The pessimist also knows that the United States and Soviet Union somehow managed to avoid a third world war, and believes that neither side felt nearly as passionate about Cuba or Vietnam as China feels today about Taiwan. But because both the United States and China are committed to greatness, and in China’s long memory the West’s imperialism still rankles, the third world war, the pessimist worries, may this time be unavoidable. He thinks we’ve already turned the corner, and he does not like where we are headed.
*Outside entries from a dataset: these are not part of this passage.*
impl DisplayMachine {
    pub fn new(sink: Box<dyn PixelSink>, settings: SettingsStore, opts: DisplayOptions) -> Self {
        Self {
            sink,
            settings,
            ambient: None,
            opts,
            state: DisplayState::Idle,
            current: None,
            cover: None,
            pending: None,
            clock_visible: false,
            clock_stale: false,
            time_source: Box::new(ClockTime::now),
            rng: StdRng::seed_from_u64(rand::random()),
        }
    }

    pub fn with_ambient(mut self, ambient: AmbientDispatcher) -> Self {
        self.ambient = Some(ambient);
        self
    }

    pub fn with_time_source(mut self, source: impl Fn() -> ClockTime + Send + 'static) -> Self {
        self.time_source = Box::new(source);
        self
    }

    pub fn with_seed(mut self, seed: u64) -> Self {
        self.rng = StdRng::seed_from_u64(seed);
        self
    }

    pub fn state(&self) -> DisplayState {
        self.state
    }

    pub fn current_cover(&self) -> Option<&CoverIdentity> {
        self.cover.as_ref()
    }

    pub fn clock_visible(&self) -> bool {
        self.clock_visible
    }

    /// No hardware behind the sink.
    pub fn is_preview(&self) -> bool {
        !self.sink.is_attached()
    }

    pub fn ambient_pair(&self) -> Option<AmbientColorPair> {
        self.ambient.as_ref().and_then(AmbientDispatcher::last_pair)
    }

    pub fn ambient_devices(&self) -> Vec<String> {
        self.ambient
            .as_ref()
            .map(|a| a.device_names().to_vec())
            .unwrap_or_default()
    }

    pub fn settings(&self) -> &SettingsStore {
        &self.settings
    }

    /// Blank the sink and enter `Idle`, starting the clock when enabled.
    pub fn start(&mut self) {
        if self.is_preview() {
            tracing::info!("no display attached, running in preview mode");
        }
        self.sink.clear();
        present(self.sink.as_mut(), self.settings.brightness());
        self.state = DisplayState::Idle;
        self.sync_clock();
    }

    /// Act on `input`, then on whatever became pending while it was rendering.
    pub fn handle(&mut self, input: DisplayInput, pacer: &mut dyn InputPacer) {
        let mut next = Some(input);
        while let Some(input) = next {
            match input {
                DisplayInput::Cover { identity, grid } => self.show_cover(identity, grid, pacer),
                DisplayInput::NothingPlaying => self.turn_off(pacer),
                DisplayInput::SettingsChanged(changes) => self.settings_changed(changes),
            }
            next = self.pending.take();
        }
        if std::mem::take(&mut self.clock_stale) {
            self.sync_clock();
        }
    }

    /// Redraw the clock if it currently owns the sink.
    pub fn tick_clock(&mut self) {
        if self.clock_visible && self.state == DisplayState::Idle {
            self.draw_clock();
        }
    }

    /// Blank the hardware before the process exits.
    pub fn shutdown(&mut self) {
        self.clock_visible = false;
        self.sink.clear();
        present(self.sink.as_mut(), self.settings.brightness());
        tracing::info!("display cleared");
    }

    fn show_cover(
        &mut self,
        identity: CoverIdentity,
        grid: Arc<PixelGrid>,
        pacer: &mut dyn InputPacer,
    ) {
        if self.clock_visible {
            self.clock_visible = false;
            tracing::debug!("clock stopped");
        }
        let settings = self.settings.get();
        if let Some(ambient) = &self.ambient {
            ambient.dispatch_colors(Arc::clone(&grid), settings.ambient_colors);
        }

        let job = TransitionJob::cover_change(
            self.current.clone(),
            Arc::clone(&grid),
            settings.transition,
            settings.transition_duration(),
            self.opts.fps,
        );
        self.state = DisplayState::Transitioning;
        if let Err(e) = self.run_job(&job, pacer) {
            tracing::warn!(error = %e, "transition failed, showing cover directly");
            show_grid(self.sink.as_mut(), &grid, self.settings.brightness());
        }

        tracing::info!(entity = %identity.entity, url = %identity.url, "showing cover");
        self.current = Some(grid);
        self.cover = Some(identity);
        self.state = DisplayState::Showing;
    }

    fn turn_off(&mut self, pacer: &mut dyn InputPacer) {
        if let Some(source) = self.current.take() {
            let job = TransitionJob::fade_out(
                source,
                self.settings.get().transition_duration(),
                self.opts.fps,
            );
            self.state = DisplayState::Transitioning;
            if let Err(e) = self.run_job(&job, pacer) {
                tracing::warn!(error = %e, "fade-out failed");
            }
        }
        if let Some(ambient) = &self.ambient {
            ambient.turn_off();
        }
        self.sink.clear();
        present(self.sink.as_mut(), self.settings.brightness());
        self.cover = None;
        self.state = DisplayState::Idle;
        tracing::info!("display idle");
        self.sync_clock();
    }

    fn run_job(
        &mut self,
        job: &TransitionJob,
        pacer: &mut dyn InputPacer,
    ) -> CoverResult<TransitionOutcome> {
        let Self {
            sink,
            settings,
            pending,
            clock_stale,
            rng,
            ..
        } = self;
        let brightness = || settings.brightness();
        let mut interleave = Interleave {
            inner: pacer,
            pending,
            clock_stale,
        };
        run_transition(job, sink.as_mut(), &mut interleave, &brightness, rng)
    }

    fn settings_changed(&mut self, changes: ChangeSet) {
        if self.state == DisplayState::Transitioning {
            self.clock_stale |= changes.clock;
            return;
        }
        let redrawn = changes.clock && self.sync_clock();
        if changes.brightness && !redrawn {
            self.repaint();
        }
    }

    /// Start, restyle or stop the clock to match the settings; only ever effective in `Idle`.
    /// Returns whether a frame was presented.
    fn sync_clock(&mut self) -> bool {
        if self.state != DisplayState::Idle {
            return false;
        }
        if self.settings.get().show_clock {
            if !self.clock_visible {
                tracing::debug!("clock started");
            }
            self.clock_visible = true;
            self.draw_clock();
            true
        } else if self.clock_visible {
            self.clock_visible = false;
            self.sink.clear();
            present(self.sink.as_mut(), self.settings.brightness());
            tracing::debug!("clock stopped");
            true
        } else {
            false
        }
    }

    /// Redraw what is on screen with the current brightness, without animating.
    fn repaint(&mut self) {
        let brightness = self.settings.brightness();
        if self.state == DisplayState::Showing {
            if let Some(grid) = &self.current {
                show_grid(self.sink.as_mut(), grid, brightness);
                return;
            }
        }
        if self.clock_visible {
            self.draw_clock();
        } else {
            self.sink.clear();
            present(self.sink.as_mut(), brightness);
        }
    }

    fn draw_clock(&mut self) {
        let settings = self.settings.get();
        let frame = render_clock(
            (self.time_source)(),
            settings.clock_color,
            self.opts.width,
            self.opts.height,
        );
        show_grid(self.sink.as_mut(), &frame, settings.brightness);
    }
}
Our professional stance has always been that the debate between the optimist and the pessimist offers no resolution — the world is simply too muddled for that. But we can (and perhaps should) function adequately without knowing the answer. Meanwhile, as Voltaire’s “Candide” tells us, we might as well cultivate our garden. We do the best we can, solve the problems that can be solved and stay open-eyed and focused on the evidence. This credo has helped us lead happy and fulfilled lives. We’ve even managed to convince ourselves that we contribute something to global well-being.

The pandemic, perhaps because we had too much time on our hands to dwell on such things, changed that. Now there are days when it is hard to think about anything other than the daunting big picture. Sometimes one of us feels optimistic, sometimes both. The worst is when we are both pessimists; gloom feeds on itself with no one there to argue the opposite case.

There are times when work rescues us. A problem to be wrestled with, large enough to be a headache without being overwhelming, can put the world back into perspective. But it is at best a fragile peace, sustained by rationing our access to the news. Anything can throw us back into the vortex — a throwaway remark at lunch, a joke that is not quite a joke, a conversation about travel plans.

We react differently. One of us loudly pronounces doom, hoping dearly that saying it out loud will break the hex. The other goes quiet and sorts laundry.

It is a cliché that children will save us. It’s not true, sadly. Children worry, too, and we worry with them, knowing that the coming years are their future more than ours. But perhaps they are an apt metaphor for one thing that can save us: the fullness of life. While waiting for that plumber who never shows, you reconnect with a half-forgotten friend. A child cries, apparently inconsolable, until the moment ice cream is mentioned. The chaos of cooking dinner for 20 is followed by its oh-so-pleasant aftermath, absent-mindedly picking up the last bits of the biryani, half drunk and full of silly laughter. Things blur, and history disintegrates into a child’s scribble, with no single line to follow all the way to a bend or swerve.

Esther Duflo and Abhijit Banerjee are Nobel Prize-winning economists.